Content starts

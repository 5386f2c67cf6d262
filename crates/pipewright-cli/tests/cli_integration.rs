//! Runs the built `pipewright` binary end to end.

use std::path::Path;
use std::process::{Command, Output, Stdio};

use tempfile::TempDir;

/// Run the binary with an empty config directory and no stdin.
fn pipewright(args: &[&str]) -> Output {
    let config = TempDir::new().expect("temp config dir");
    pipewright_in(config.path(), args)
}

fn pipewright_in(config: &Path, args: &[&str]) -> Output {
    Command::new(env!("CARGO_BIN_EXE_pipewright"))
        .args(args)
        .env("XDG_CONFIG_HOME", config)
        .env_remove("RUST_LOG")
        .stdin(Stdio::null())
        .output()
        .expect("failed to run pipewright")
}

fn stdout(output: &Output) -> String {
    String::from_utf8_lossy(&output.stdout).into_owned()
}

fn stderr(output: &Output) -> String {
    String::from_utf8_lossy(&output.stderr).into_owned()
}

#[test]
fn external_stages_are_piped() {
    let output = pipewright(&["--", "printf", "a\\nb\\nc\\n", "|", "grep", "b"]);
    assert!(output.status.success(), "stderr: {}", stderr(&output));
    assert_eq!(stdout(&output), "b\n");
}

#[test]
fn function_stages_are_piped() {
    let output = pipewright(&["--", "@emit", "x", "y", "|", "@upper"]);
    assert!(output.status.success(), "stderr: {}", stderr(&output));
    assert_eq!(stdout(&output), "X\nY\n");
}

#[test]
fn failure_exits_one_and_names_the_command() {
    let output = pipewright(&["--", "sh", "-c", "exit 3"]);
    assert_eq!(output.status.code(), Some(1));
    assert!(
        stderr(&output).contains("sh -c exit 3 exited with status 3"),
        "stderr: {}",
        stderr(&output)
    );
}

#[test]
fn caught_status_exits_zero() {
    let output = pipewright(&["--catch", "1:3", "--", "sh", "-c", "exit 3", "|", "cat"]);
    assert!(output.status.success(), "stderr: {}", stderr(&output));
}

#[test]
fn json_report_goes_to_stderr() {
    let output = pipewright(&["--json", "--", "@emit", "hi"]);
    assert!(output.status.success());
    assert_eq!(stdout(&output), "hi\n");
    let report: serde_json::Value = serde_json::from_str(stderr(&output).trim()).expect("JSON report");
    assert_eq!(report["status"], 0);
    assert_eq!(report["nodes"][0]["identity"], "@emit hi");
}

#[test]
fn stdout_file_and_append() {
    let dir = TempDir::new().unwrap();
    let path = dir.path().join("out.txt");
    let path_str = path.to_str().unwrap();

    let first = pipewright(&["--stdout", path_str, "--", "@emit", "one"]);
    assert!(first.status.success(), "stderr: {}", stderr(&first));
    let second = pipewright(&["--stdout", path_str, "--append", "--", "@emit", "two"]);
    assert!(second.status.success(), "stderr: {}", stderr(&second));

    assert_eq!(std::fs::read_to_string(&path).unwrap(), "one\ntwo\n");
}

#[test]
fn stdin_file_feeds_first_stage() {
    let dir = TempDir::new().unwrap();
    let path = dir.path().join("in.txt");
    std::fs::write(&path, "keep\ndrop\n").unwrap();

    let output = pipewright(&["--stdin", path.to_str().unwrap(), "--", "@grep", "keep"]);
    assert!(output.status.success(), "stderr: {}", stderr(&output));
    assert_eq!(stdout(&output), "keep\n");
}

#[test]
fn config_file_is_honored() {
    let config = TempDir::new().unwrap();
    let dir = config.path().join("pipewright");
    std::fs::create_dir_all(&dir).unwrap();
    std::fs::write(dir.join("engine.toml"), "default_buffer = \"lines\"\nline_capacity = 2\n").unwrap();

    let output = pipewright_in(config.path(), &["--", "seq", "1", "50", "|", "@cat", "|", "wc", "-l"]);
    assert!(output.status.success(), "stderr: {}", stderr(&output));
    assert_eq!(stdout(&output).trim(), "50");
}

#[test]
fn usage_errors_exit_two() {
    for args in [&["--bogus"][..], &[][..], &["--", "cat", "|"][..]] {
        let output = pipewright(args);
        assert_eq!(output.status.code(), Some(2), "{args:?}");
        assert!(stderr(&output).contains("pipewright:"), "{args:?}");
    }
}

#[test]
fn unknown_command_exits_one() {
    let output = pipewright(&["--", "definitely_not_a_real_command_12345"]);
    assert_eq!(output.status.code(), Some(1));
    assert!(stderr(&output).contains("definitely_not_a_real_command_12345"));
}

#[test]
fn unknown_function_exits_one() {
    let output = pipewright(&["--", "@nope"]);
    assert_eq!(output.status.code(), Some(1));
    assert!(stderr(&output).contains("unknown function @nope"));
}

#[test]
fn version_and_help() {
    let output = pipewright(&["--version"]);
    assert!(output.status.success());
    assert!(stdout(&output).starts_with("pipewright "));

    let output = pipewright(&["--help"]);
    assert!(output.status.success());
    assert!(stdout(&output).contains("Usage:"));
}
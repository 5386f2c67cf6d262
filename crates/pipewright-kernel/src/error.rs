//! Error taxonomy for the engine.
//!
//! All errors carry string payloads and are `Clone`, so a single failure can
//! be handed to a group iterator and to the member's own waiter.

use std::io;

use thiserror::Error;

/// Result type for engine operations.
pub type EngineResult<T> = Result<T, EngineError>;

/// A node could not be started. Fatal: no data flows.
#[derive(Debug, Clone, PartialEq, Eq, Error)]
pub enum LaunchError {
    #[error("{0}: command not found")]
    NotFound(String),
    #[error("{0}: permission denied")]
    PermissionDenied(String),
    #[error("{identity}: setup failed: {message}")]
    Setup { identity: String, message: String },
    #[error("{identity}: {message}")]
    Spawn { identity: String, message: String },
    #[error("{path}: {message}")]
    Redirect { path: String, message: String },
}

/// The pipeline graph is malformed.
#[derive(Debug, Clone, PartialEq, Eq, Error)]
pub enum GraphError {
    #[error("pipeline has no nodes")]
    Empty,
    #[error("node {index} ({identity}) declares its own stdin but is fed by a pipe")]
    ConflictingStdin { index: usize, identity: String },
    #[error("node {index} ({identity}) declares its own stdout but feeds a pipe")]
    ConflictingStdout { index: usize, identity: String },
    #[error("pipeline stdin is bound twice")]
    DuplicateSource,
    #[error("pipeline stdout is bound twice")]
    DuplicateSink,
    #[error("node {index} ({identity}) pipes its stderr but has no next node")]
    DanglingStderrPipe { index: usize, identity: String },
}

/// Failure of a stream operation on an edge.
#[derive(Debug, Clone, PartialEq, Eq, Error)]
pub enum StreamError {
    /// The consumer end is gone.
    #[error("broken pipe")]
    BrokenPipe,
    /// The producer already closed this end.
    #[error("stream closed")]
    Closed,
    /// Teardown is in progress.
    #[error("cancelled")]
    Cancelled,
    #[error("io error: {0}")]
    Io(String),
}

impl StreamError {
    /// True if this error, or an I/O error wrapping it, means the consumer went away.
    pub fn is_broken_pipe(err: &anyhow::Error) -> bool {
        if let Some(stream) = err.downcast_ref::<StreamError>() {
            return *stream == StreamError::BrokenPipe;
        }
        if let Some(io) = err.downcast_ref::<io::Error>() {
            return io.kind() == io::ErrorKind::BrokenPipe;
        }
        false
    }
}

impl From<io::Error> for StreamError {
    fn from(err: io::Error) -> Self {
        match err.kind() {
            io::ErrorKind::BrokenPipe => StreamError::BrokenPipe,
            _ => StreamError::Io(err.to_string()),
        }
    }
}

impl From<StreamError> for io::Error {
    fn from(err: StreamError) -> Self {
        match err {
            StreamError::BrokenPipe => io::Error::new(io::ErrorKind::BrokenPipe, "pipe reader closed"),
            StreamError::Closed => io::Error::new(io::ErrorKind::NotConnected, "stream closed"),
            StreamError::Cancelled => io::Error::new(io::ErrorKind::Interrupted, "cancelled"),
            StreamError::Io(message) => io::Error::other(message),
        }
    }
}

/// Top-level engine error.
#[derive(Debug, Clone, PartialEq, Eq, Error)]
pub enum EngineError {
    #[error(transparent)]
    Launch(#[from] LaunchError),
    #[error(transparent)]
    Graph(#[from] GraphError),
    #[error("{identity}: exited with status {status}")]
    ExitStatus { identity: String, status: i32 },
    #[error("stream error: {0}")]
    Stream(StreamError),
    #[error("cancelled")]
    Cancelled,
    /// A group member's factory or pipeline panicked.
    #[error("group member {index} panicked: {message}")]
    Panicked { index: usize, message: String },
}

impl From<StreamError> for EngineError {
    fn from(err: StreamError) -> Self {
        match err {
            StreamError::Cancelled => EngineError::Cancelled,
            other => EngineError::Stream(other),
        }
    }
}

impl From<io::Error> for EngineError {
    fn from(err: io::Error) -> Self {
        EngineError::Stream(err.into())
    }
}

#[cfg(test)]
mod tests {
    use super::*;

    #[test]
    fn broken_pipe_round_trips_through_io() {
        let io: io::Error = StreamError::BrokenPipe.into();
        assert_eq!(io.kind(), io::ErrorKind::BrokenPipe);
        assert_eq!(StreamError::from(io), StreamError::BrokenPipe);
    }

    #[test]
    fn broken_pipe_detected_in_anyhow() {
        let err = anyhow::Error::new(StreamError::BrokenPipe);
        assert!(StreamError::is_broken_pipe(&err));

        let err = anyhow::Error::new(io::Error::new(io::ErrorKind::BrokenPipe, "x"));
        assert!(StreamError::is_broken_pipe(&err));

        let err = anyhow::anyhow!("something else");
        assert!(!StreamError::is_broken_pipe(&err));
    }

    #[test]
    fn cancelled_stream_maps_to_engine_cancelled() {
        assert_eq!(EngineError::from(StreamError::Cancelled), EngineError::Cancelled);
    }

    #[test]
    fn exit_status_message_names_command() {
        let err = EngineError::ExitStatus {
            identity: "grep foo".into(),
            status: 1,
        };
        assert_eq!(err.to_string(), "grep foo: exited with status 1");
    }
}
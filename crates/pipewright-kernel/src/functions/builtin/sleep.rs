//! sleep — Wait, cooperatively.

use async_trait::async_trait;
use std::time::Duration;

use crate::error::StreamError;
use crate::functions::{NodeFunction, NodeIo};

/// Sleeps for the given seconds (decimals allowed). Cancellation ends the
/// wait early.
pub struct Sleep;

fn parse_seconds(args: &[String]) -> Result<Duration, String> {
    let [arg] = args else {
        return Err("sleep: usage: sleep SECONDS".to_string());
    };
    let seconds: f64 = arg
        .parse()
        .map_err(|_| format!("sleep: invalid time interval '{arg}'"))?;
    Duration::try_from_secs_f64(seconds).map_err(|_| format!("sleep: invalid time interval '{arg}'"))
}

#[async_trait]
impl NodeFunction for Sleep {
    fn name(&self) -> &str {
        "sleep"
    }

    fn setup(&self, args: &[String]) -> Result<(), String> {
        parse_seconds(args).map(|_| ())
    }

    async fn run(&self, io: NodeIo) -> anyhow::Result<i32> {
        let duration = parse_seconds(&io.args).map_err(anyhow::Error::msg)?;
        tokio::select! {
            _ = tokio::time::sleep(duration) => Ok(0),
            _ = io.cancel.cancelled() => Err(StreamError::Cancelled.into()),
        }
    }
}

#[cfg(test)]
mod tests {
    use super::*;

    #[test]
    fn parses_decimal_seconds() {
        assert_eq!(parse_seconds(&["0.5".to_string()]), Ok(Duration::from_millis(500)));
        assert!(parse_seconds(&["-1".to_string()]).is_err());
        assert!(parse_seconds(&["1e30".to_string()]).is_err());
        assert!(parse_seconds(&["inf".to_string()]).is_err());
        assert!(parse_seconds(&[]).is_err());
    }
}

Content ends

• **Task brief**: What lines in the material mention "interval"? Copy every one of them.

• **Response**:
        .map_err(|_| format!("sleep: invalid time interval '{arg}'"))?;
    Duration::try_from_secs_f64(seconds).map_err(|_| format!("sleep: invalid time interval '{arg}'"))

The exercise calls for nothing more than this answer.